I have a second Data Studios instance running here that I’ve called dev environment. And it is running a VSCode instance. So an image running VSCode.

I can connect to that. And here I’m dropped down to what looks like just VSCode, but it’s running in the browser. I’m running in a Seqera Platform.

And I’ve got a little Nextflow project. This is some very advanced computational biology work going on here. You’ll see, this is a workflow with a single process that creates a text file that says hello.

Phil Ewels: You should use that Data Studio I set up, it had a description, hello world.

Rob Syme: Yeah, exactly. Would be very appropriate.

But one of the nice things about this is that we are running this Data Studio in an AWS batch job, that has permissions, all the permissions that those AWS batch jobs run. When you submit Nextflow in Seqera Platform, Nextflow runs as an AWS batch job, and then submits all the component tasks.

So I know already ahead of time that this EC2 instance has permissions to submit jobs to AWS batch.

I can see this is running in this compute environment with this name “on_demand_data_studios”. If I look in the compute environments tab, I can inspect the details of this compute environment and it actually lists the head and the compute queue names.

So these are the names that correspond to AWS batch queues.

Phil Ewels: So Just to reiterate this is the compute environment that was spun up for the Data Studios. And when you do that with Tower Forge, as it’s called, it, it creates all the AWS infrastructure for you. And AWS Batch works a little bit like an HPC job scheduler, I guess it’s got these different queues.

And here, this is the native AWS Batch identifier for that compute queue.

Rob Syme: Right. And so this will work if you create the compute environment with Tower Forge. But even if you created it manually, if you’re in a larger organization that has very specific policies about how these AWS environments will get set up, and you’ve created head and compute queues manually. Those compute queues will still be listed here in the details page.

And I can still submit jobs to them because I know that like these compute environments will need to have the permissions necessary to submit jobs.

So I can just copy that and I’ve added just a small amount of configuration. I’ve just dropped this in a nextflow.config in the root directory of the workflow. So I know it’s going to get picked up. But I could just as easily pop it in my home directory. So in here, ~/.nextflow/config. And maybe I could put it under a profile, maybe AWS or remote or AWS batch.

Then I could switch between running tasks locally and , submitting tasks to AWS batch.
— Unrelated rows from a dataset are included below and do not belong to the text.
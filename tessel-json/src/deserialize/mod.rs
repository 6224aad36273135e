//! Value deserializers, one per shape of declared type.
//!
//! [`deserializer_for`] maps a [`ValueType`] onto a [`ValueDeserializer`];
//! containers call back into it for their children, so recursion follows the
//! type structure. Named types are looked up in the registry on the way.

use alloc::sync::Arc;

use tessel_core::{FieldDescriptor, SubtypeError, TypeRegistry, Value, ValueType};

use crate::context::PathKey;
use crate::error::{DeserError, DeserErrorKind, Result, suggest};
use crate::lexer::{Scalar, Span};
use crate::reader::JsonReader;

mod any;
mod array_mapping;
mod bytes;
mod collection;
mod date;
mod enums;
mod map;
mod number;
mod record;
mod scalar;
mod throwable;

pub use collection::CollectionDeserializer;
pub use date::DateDeserializer;
pub use enums::EnumDeserializer;
pub use map::MapDeserializer;
pub use number::{NumberDeserializer, NumberKind};
pub use record::RecordDeserializer;

/// Deserializer for one declared type.
#[derive(Debug, Clone)]
pub enum ValueDeserializer<'t> {
    /// record types: objects, positional arrays, single-argument scalars
    Record(RecordDeserializer),
    /// maps of any flavour
    Map(MapDeserializer<'t>),
    /// lists and sets
    Collection(CollectionDeserializer<'t>),
    /// enum constants
    Enum(EnumDeserializer),
    /// primitives, boxed primitives, decimals and untyped numbers
    Number(NumberDeserializer),
    /// points in time
    Date(DateDeserializer<'t>),
    /// error values
    Throwable,
    /// base64 strings or byte arrays
    Bytes,
    /// strings
    Scalar,
    /// whatever the input holds
    Any,
}

/// Deserializer for values declared as `ty`.
pub fn deserializer_for<'t>(
    ty: &'t ValueType,
    registry: &TypeRegistry,
) -> Result<ValueDeserializer<'t>> {
    Ok(match ty {
        ValueType::Primitive(p) => ValueDeserializer::Number(NumberDeserializer::new(
            NumberKind::Primitive(*p),
        )),
        ValueType::Boxed(p) => {
            ValueDeserializer::Number(NumberDeserializer::new(NumberKind::Boxed(*p)))
        }
        ValueType::Decimal => {
            ValueDeserializer::Number(NumberDeserializer::new(NumberKind::Decimal))
        }
        ValueType::Number => ValueDeserializer::Number(NumberDeserializer::new(NumberKind::Number)),
        ValueType::Str => ValueDeserializer::Scalar,
        ValueType::Bytes => ValueDeserializer::Bytes,
        ValueType::Date => ValueDeserializer::Date(DateDeserializer::new(None)),
        ValueType::Enum(name) => match registry.enumeration(name) {
            Some(ty) => ValueDeserializer::Enum(EnumDeserializer::new(Arc::clone(ty))),
            None => return Err(unregistered(name, registry)),
        },
        ValueType::Record(name) => match registry.record(name) {
            Some(ty) => ValueDeserializer::Record(RecordDeserializer::new(Arc::clone(ty))),
            None => return Err(unregistered(name, registry)),
        },
        ValueType::List { kind, elem } => {
            ValueDeserializer::Collection(CollectionDeserializer::new(*kind, elem))
        }
        ValueType::Map { kind, key, value } => {
            ValueDeserializer::Map(MapDeserializer::new(kind.clone(), key, value))
        }
        ValueType::Throwable => ValueDeserializer::Throwable,
        ValueType::Any => ValueDeserializer::Any,
    })
}

/// Deserializer for a field, honouring its date format.
pub fn deserializer_for_field<'t>(
    field: &'t FieldDescriptor,
    registry: &TypeRegistry,
) -> Result<ValueDeserializer<'t>> {
    match (field.ty(), field.format()) {
        (ValueType::Date, Some(format)) => {
            Ok(ValueDeserializer::Date(DateDeserializer::new(Some(&**format))))
        }
        (ty, _) => deserializer_for(ty, registry),
    }
}

fn unregistered(name: &str, registry: &TypeRegistry) -> DeserError {
    DeserError::without_span(DeserErrorKind::UnknownType {
        name: name.into(),
        reason: SubtypeError::Unregistered,
        suggestion: suggest(name, registry.names()),
    })
}

impl ValueDeserializer<'_> {
    /// Read one value starting at the current token, reached through `key`.
    pub fn deserialize(&self, reader: &mut JsonReader<'_>, key: PathKey) -> Result<Value> {
        match self {
            ValueDeserializer::Record(de) => de.deserialize(reader, key),
            ValueDeserializer::Map(de) => de.read_into(reader, None, key),
            ValueDeserializer::Collection(de) => de.read_into(reader, None, key),
            ValueDeserializer::Enum(de) => de.deserialize(reader),
            ValueDeserializer::Number(de) => de.deserialize(reader),
            ValueDeserializer::Date(de) => de.deserialize(reader),
            ValueDeserializer::Throwable => throwable::deserialize(reader, key),
            ValueDeserializer::Bytes => bytes::deserialize(reader),
            ValueDeserializer::Scalar => scalar::deserialize(reader),
            ValueDeserializer::Any => any::deserialize(reader, key),
        }
    }

    /// Convert a scalar the fast path already consumed.
    pub(crate) fn from_scalar(
        &self,
        reader: &JsonReader<'_>,
        scalar: Scalar,
        span: Span,
    ) -> Result<Value> {
        let features = reader.config.features();
        match self {
            ValueDeserializer::Number(de) => de
                .from_scalar(scalar, features)
                .map_err(|kind| DeserError::new(kind, span)),
            ValueDeserializer::Date(de) => de.from_scalar(scalar, features, span),
            ValueDeserializer::Scalar => Ok(scalar::from_scalar(scalar)),
            _ => Ok(scalar.into_value()),
        }
    }
}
This might be particularly handy if you have specific processes that are a bit larger and you would like those to be submitted to the remote AWS batch and have the rest run directly on your Data Studios instance.

Phil Ewels: Okay, so I could run a workflow in a Data Studio and most of it could run on the local executor, which would be the head job running on AWS batch. But if I have anything particularly big, a single process in the pipeline, which is heavy, I could tell it to use a different queue for that one process. And it would submit those tasks off to a different AWS batch queue, which has more heavy duty instance types. Is that right?

Rob Syme: Spot on. The caveat that you’ll need to run Fusion and Wave to provision Fusion, probably inside of singularity containers for those local tasks.

I suspect that most people will probably just want to submit everything to AWS Batch. It’s a lot cleaner and a lot simpler, but you have the option of doing that division if you want to get really fancy.

And for this podcast, like listeners to this podcast are the sort of people I imagine who probably do want to do the slightly more complicated and fancy things. So it’s nice to know that’s available. But for most people, these sort of five or six lines of configuration should be enough.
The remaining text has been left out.